Badgers may be returning to the familiar sights of Madison, Wisconsin this fall when classes resume, but James Llewellyn – a master’s student in Southeast Asian Studies – has a very different semester planned. With assistance from a Boren Fellowship, he will be taking his last academic year in Malang, Indonesia.
For a person who hopes to one day build a career around regional studies and language acquisition and bring their talents on the national and international stage, the Boren Fellowship presents an incredible opportunity.
Boren Fellowships award funding to undergraduate and graduate students to study languages and cultures most critical to the United States’ national security. In exchange, students agree to utilize those skills within the government by seeking and securing federal employment for at least one year.
Llewellyn is spending this summer learning Indonesian at UW–Madison as part of the Southeast Asian Studies Summer Institute (SEASSI) to prepare for his fellowship abroad in Malang, Indonesia. Once in Malang, Llewellyn will study at Malang State University in the fall and aims to find an internship in the spring at Warmadewa University in Denpasar. He hopes to help facilitate the Bali Democracy Forum, an open intergovernmental forum on the development of best democratic practices sponsored by the Indonesian government.

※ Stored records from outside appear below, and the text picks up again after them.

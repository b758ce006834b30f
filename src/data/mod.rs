pub mod districts;

pub use districts::{
    builtin_district_catalog, load_default_district_catalog, load_district_catalog,
    DistrictCatalog, DistrictCatalogError, DistrictDefinition,
};
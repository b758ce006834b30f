use std::path::Path;

use rusqlite::{params, Connection, OptionalExtension};

use crate::registry::repository::{
    PlayerRecord, RegistryStats, RosterRepository, ShopRecord, ShopRegistry,
};
use crate::rules::home::HomeLocation;

const REGISTRY_SCHEMA_VERSION: i64 = 1;

const REGISTRY_SCHEMA: &str = r#"
CREATE TABLE IF NOT EXISTS registry_meta (
  id INTEGER PRIMARY KEY CHECK (id = 1),
  schema_version INTEGER NOT NULL
);

CREATE TABLE IF NOT EXISTS players (
  player_id INTEGER PRIMARY KEY,
  name TEXT NOT NULL,
  age INTEGER NOT NULL,
  gold INTEGER NOT NULL,
  mental_rank TEXT NOT NULL,
  physical_rank TEXT NOT NULL,
  job TEXT,
  home TEXT NOT NULL,
  undifferentiated INTEGER NOT NULL
);

CREATE TABLE IF NOT EXISTS shops (
  shop_id INTEGER PRIMARY KEY AUTOINCREMENT,
  district_id TEXT NOT NULL,
  name TEXT NOT NULL,
  owner_id INTEGER,
  is_open INTEGER NOT NULL
);

CREATE INDEX IF NOT EXISTS idx_players_home ON players (home);
CREATE INDEX IF NOT EXISTS idx_shops_district ON shops (district_id);
"#;

#[derive(Debug)]
pub enum RegistryDbError {
    Sqlite(rusqlite::Error),
    InvalidData(String),
}

impl std::fmt::Display for RegistryDbError {
    fn fmt(&self, f: &mut std::fmt::Formatter<'_>) -> std::fmt::Result {
        match self {
            RegistryDbError::Sqlite(source) => write!(f, "registry db error: {}", source),
            RegistryDbError::InvalidData(message) => write!(f, "{}", message),
        }
    }
}

impl std::error::Error for RegistryDbError {}

impl From<rusqlite::Error> for RegistryDbError {
    fn from(source: rusqlite::Error) -> Self {
        RegistryDbError::Sqlite(source)
    }
}

fn home_to_str(home: HomeLocation) -> &'static str {
    match home {
        HomeLocation::Sanctuary => "SANCTUARY",
        HomeLocation::Slums => "SLUMS",
        HomeLocation::RichArea => "RICH_AREA",
    }
}

fn home_from_str(value: &str) -> Result<HomeLocation, RegistryDbError> {
    match value {
        "SANCTUARY" => Ok(HomeLocation::Sanctuary),
        "SLUMS" => Ok(HomeLocation::Slums),
        "RICH_AREA" => Ok(HomeLocation::RichArea),
        _ => Err(RegistryDbError::InvalidData(format!(
            "unknown home location {}",
            value
        ))),
    }
}

/// Roster and shop registry backed by a single SQLite database. Stands in for
/// the remote registry service in local play and tests.
pub struct SqliteRegistry {
    conn: Connection,
}

impl SqliteRegistry {
    pub fn open(path: impl AsRef<Path>) -> Result<Self, Box<dyn std::error::Error>> {
        let conn = Connection::open(path)?;
        init_registry(&conn)?;
        Ok(Self { conn })
    }

    pub fn open_in_memory() -> Result<Self, Box<dyn std::error::Error>> {
        let conn = Connection::open_in_memory()?;
        init_registry(&conn)?;
        Ok(Self { conn })
    }

    pub fn connection(&self) -> &Connection {
        &self.conn
    }
}

fn init_registry(conn: &Connection) -> Result<(), RegistryDbError> {
    conn.execute_batch(REGISTRY_SCHEMA)?;

    let version: Option<i64> = conn
        .query_row(
            "SELECT schema_version FROM registry_meta WHERE id = 1",
            [],
            |row| row.get(0),
        )
        .optional()?;

    match version {
        None => {
            conn.execute(
                "INSERT INTO registry_meta (id, schema_version) VALUES (1, ?1)",
                params![REGISTRY_SCHEMA_VERSION],
            )?;
            Ok(())
        }
        Some(found) if found == REGISTRY_SCHEMA_VERSION => Ok(()),
        Some(found) => Err(RegistryDbError::InvalidData(format!(
            "unsupported registry schema version {}",
            found
        ))),
    }
}

type RawPlayerRow = (
    i64,
    String,
    i64,
    i64,
    String,
    String,
    Option<String>,
    String,
    i64,
);

fn read_player(row: &rusqlite::Row<'_>) -> rusqlite::Result<RawPlayerRow> {
    Ok((
        row.get(0)?,
        row.get(1)?,
        row.get(2)?,
        row.get(3)?,
        row.get(4)?,
        row.get(5)?,
        row.get(6)?,
        row.get(7)?,
        row.get(8)?,
    ))
}

fn build_player(raw: RawPlayerRow) -> Result<PlayerRecord, RegistryDbError> {
    let (player_id, name, age, gold, mental_rank, physical_rank, job, home_raw, undifferentiated) =
        raw;
    Ok(PlayerRecord {
        player_id,
        name,
        age,
        gold,
        mental_rank,
        physical_rank,
        job,
        home: home_from_str(&home_raw)?,
        undifferentiated: undifferentiated != 0,
    })
}

const PLAYER_COLUMNS: &str =
    "player_id, name, age, gold, mental_rank, physical_rank, job, home, undifferentiated";

impl RosterRepository for SqliteRegistry {
    fn stats(&self) -> Result<RegistryStats, Box<dyn std::error::Error>> {
        let player_count: i64 =
            self.conn
                .query_row("SELECT COUNT(*) FROM players", [], |row| row.get(0))?;
        let shop_count: i64 = self.conn.query_row(
            "SELECT COUNT(*) FROM shops WHERE is_open = 1",
            [],
            |row| row.get(0),
        )?;
        Ok(RegistryStats {
            player_count,
            shop_count,
        })
    }

    fn player(&self, player_id: i64) -> Result<Option<PlayerRecord>, Box<dyn std::error::Error>> {
        let row = self
            .conn
            .query_row(
                &format!("SELECT {} FROM players WHERE player_id = ?1", PLAYER_COLUMNS),
                params![player_id],
                read_player,
            )
            .optional()?;
        match row {
            Some(raw) => Ok(Some(build_player(raw)?)),
            None => Ok(None),
        }
    }

    fn players_with_home(
        &self,
        home: HomeLocation,
    ) -> Result<Vec<PlayerRecord>, Box<dyn std::error::Error>> {
        let mut stmt = self.conn.prepare(&format!(
            "SELECT {} FROM players WHERE home = ?1 ORDER BY player_id",
            PLAYER_COLUMNS
        ))?;
        let rows = stmt.query_map(params![home_to_str(home)], read_player)?;

        let mut out = Vec::new();
        for row in rows {
            out.push(build_player(row?)?);
        }
        Ok(out)
    }

    fn resident_count(&self, home: HomeLocation) -> Result<i64, Box<dyn std::error::Error>> {
        let count: i64 = self.conn.query_row(
            "SELECT COUNT(*) FROM players WHERE home = ?1",
            params![home_to_str(home)],
            |row| row.get(0),
        )?;
        Ok(count)
    }

    fn upsert_player(&self, record: &PlayerRecord) -> Result<(), Box<dyn std::error::Error>> {
        self.conn.execute(
            "INSERT INTO players (player_id, name, age, gold, mental_rank, physical_rank, job, home, undifferentiated)
             VALUES (?1, ?2, ?3, ?4, ?5, ?6, ?7, ?8, ?9)
             ON CONFLICT(player_id) DO UPDATE SET
               name = excluded.name,
               age = excluded.age,
               gold = excluded.gold,
               mental_rank = excluded.mental_rank,
               physical_rank = excluded.physical_rank,
               job = excluded.job,
               home = excluded.home,
               undifferentiated = excluded.undifferentiated",
            params![
                record.player_id,
                record.name,
                record.age,
                record.gold,
                record.mental_rank,
                record.physical_rank,
                record.job,
                home_to_str(record.home),
                record.undifferentiated as i64,
            ],
        )?;
        Ok(())
    }

    fn set_job(
        &self,
        player_id: i64,
        job: Option<&str>,
    ) -> Result<(), Box<dyn std::error::Error>> {
        let updated = self.conn.execute(
            "UPDATE players SET job = ?2 WHERE player_id = ?1",
            params![player_id, job],
        )?;
        if updated == 0 {
            return Err(Box::new(RegistryDbError::InvalidData(format!(
                "no player {}",
                player_id
            ))));
        }
        Ok(())
    }

    fn set_home(
        &self,
        player_id: i64,
        home: HomeLocation,
    ) -> Result<(), Box<dyn std::error::Error>> {
        let updated = self.conn.execute(
            "UPDATE players SET home = ?2 WHERE player_id = ?1",
            params![player_id, home_to_str(home)],
        )?;
        if updated == 0 {
            return Err(Box::new(RegistryDbError::InvalidData(format!(
                "no player {}",
                player_id
            ))));
        }
        Ok(())
    }
}

impl ShopRegistry for SqliteRegistry {
    fn shops_in_district(
        &self,
        district_id: &str,
    ) -> Result<Vec<ShopRecord>, Box<dyn std::error::Error>> {
        let mut stmt = self.conn.prepare(
            "SELECT shop_id, district_id, name, owner_id, is_open
             FROM shops WHERE district_id = ?1 AND is_open = 1 ORDER BY shop_id",
        )?;
        let rows = stmt.query_map(params![district_id], |row| {
            Ok(ShopRecord {
                shop_id: row.get(0)?,
                district_id: row.get(1)?,
                name: row.get(2)?,
                owner_id: row.get(3)?,
                is_open: row.get::<_, i64>(4)? != 0,
            })
        })?;

        let mut out = Vec::new();
        for row in rows {
            out.push(row?);
        }
        Ok(out)
    }

    fn shop_count(&self, district_id: &str) -> Result<i64, Box<dyn std::error::Error>> {
        let count: i64 = self.conn.query_row(
            "SELECT COUNT(*) FROM shops WHERE district_id = ?1 AND is_open = 1",
            params![district_id],
            |row| row.get(0),
        )?;
        Ok(count)
    }

    fn register_shop(
        &self,
        district_id: &str,
        name: &str,
        owner_id: Option<i64>,
    ) -> Result<i64, Box<dyn std::error::Error>> {
        self.conn.execute(
            "INSERT INTO shops (district_id, name, owner_id, is_open) VALUES (?1, ?2, ?3, 1)",
            params![district_id, name, owner_id],
        )?;
        Ok(self.conn.last_insert_rowid())
    }

    fn close_shop(&self, shop_id: i64) -> Result<(), Box<dyn std::error::Error>> {
        let updated = self.conn.execute(
            "UPDATE shops SET is_open = 0 WHERE shop_id = ?1",
            params![shop_id],
        )?;
        if updated == 0 {
            return Err(Box::new(RegistryDbError::InvalidData(format!(
                "no shop {}",
                shop_id
            ))));
        }
        Ok(())
    }
}
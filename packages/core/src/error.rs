//! Error types for the mapping layer.

use pathbind_kv_store::KvError;
use thiserror::Error;

/// A string could not be decoded as the expected scalar type.
#[derive(Debug, Clone, PartialEq, Eq, Error)]
#[error("cannot parse {input:?} as {kind}: {message}")]
pub struct ParseError {
    /// Name of the target scalar type.
    pub kind: &'static str,
    /// The rejected input.
    pub input: String,
    /// Why it was rejected.
    pub message: String,
}

impl ParseError {
    pub fn new(kind: &'static str, input: &str, message: impl ToString) -> Self {
        Self {
            kind,
            input: input.to_string(),
            message: message.to_string(),
        }
    }
}

/// Errors returned by `Mapper::get` and `Mapper::set`.
///
/// Every error is terminal for the call; nothing is retried.
#[derive(Debug, Error)]
pub enum Error {
    /// The record declaration is malformed.
    #[error("invalid argument: {message}")]
    InvalidArgument { message: String },

    /// A template references a variable that was not supplied.
    #[error("pathvar :{name} not populated in template {template:?}")]
    MissingVariable { name: String, template: String },

    /// A template references a variable that is not allowed where it appears.
    #[error("invalid context for template {template:?}: {message}")]
    InvalidContext { template: String, message: String },

    /// A scalar failed to parse.
    #[error(transparent)]
    Parse(#[from] ParseError),

    /// A response could not be applied to the field it belongs to.
    #[error("invalid data for field at {key:?}: {message}")]
    FieldDecode { key: String, message: String },

    /// Collections of records cannot be written in one call.
    #[error("cannot set a collection of records at {key:?}; records must be set individually")]
    UnsupportedElementKind { key: String },

    /// A collection's elements are not typed scalars.
    #[error("collection at {key:?} must hold typed values")]
    InvalidCollectionElement { key: String },

    /// The store rejected or failed the transaction.
    #[error("transaction failed: {0}")]
    Transaction(#[from] KvError),

    /// The store returned a different number of responses than operations.
    #[error("unexpected number of responses: expected {expected}, got {actual}")]
    ResponseCountMismatch { expected: usize, actual: usize },
}

impl Error {
    pub(crate) fn field_decode(key: &str, message: impl ToString) -> Self {
        Error::FieldDecode {
            key: key.to_string(),
            message: message.to_string(),
        }
    }
}

/// Result type alias for mapping operations.
pub type Result<T> = std::result::Result<T, Error>;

Like many others participating in intensive language study abroad, Llewellyn hopes to bring together formal in-classroom Indonesian and enrich it with real-life, everyday experience in language and culture.
“Gaining knowledge about Indonesia, like having that sort of invaluable experience you can’t recreate, is definitely what I’m looking for,” Llewellyn said.
Llewellyn was initially drawn to Southeast Asian culture through participation in the Kennedy-Lugar Youth Exchange and Study (YES) Abroad program, a high school cultural exchange scholarship created by the Department of State to foster relations between the United States and countries with significant Muslim populations. Through YES Abroad, Llewellyn lived with a host family and studied in Malaysia for a full academic year.
Llewellyn’s drive toward the region and its politics pushed him to pursue politics and international affairs as an undergraduate at Wake Forest University. During his time at UW–Madison, he received a Fulbright for the 2020-2021 academic year to teach English in Malaysia and a Boren Fellowship to study in Indonesia for the upcoming 2021-2022 year.
Llewellyn was drawn to UW–Madison by the university’s nationally acclaimed Title VI National Resource Centers, which receive federal funding to teach less commonly taught, strategically important languages for national security and global engagement.
“I was very impressed by the faculty of Wisconsin, and particularly Dr. Michael Cullinane, who runs the Center for Southeast Asian Studies,” Llewellyn said. “The environment at Wisconsin was very conducive to my study of Indonesian.”
One of the areas Llewellyn likes to focus on is the intersection of politics and language – how the latter shapes the former and what topics are culturally permissible per country.
“I love studying language. I don’t just study Indonesian, I studied a couple others, but when it comes down to it, I study languages because I just enjoy hearing what people have to say,” Llewellyn said.
Though Llewellyn’s Fulbright award in Malaysia was cut short by the COVID-19 pandemic, he remains optimistic that the Boren fellowship will be fully in-person for the 2021–2022 academic year.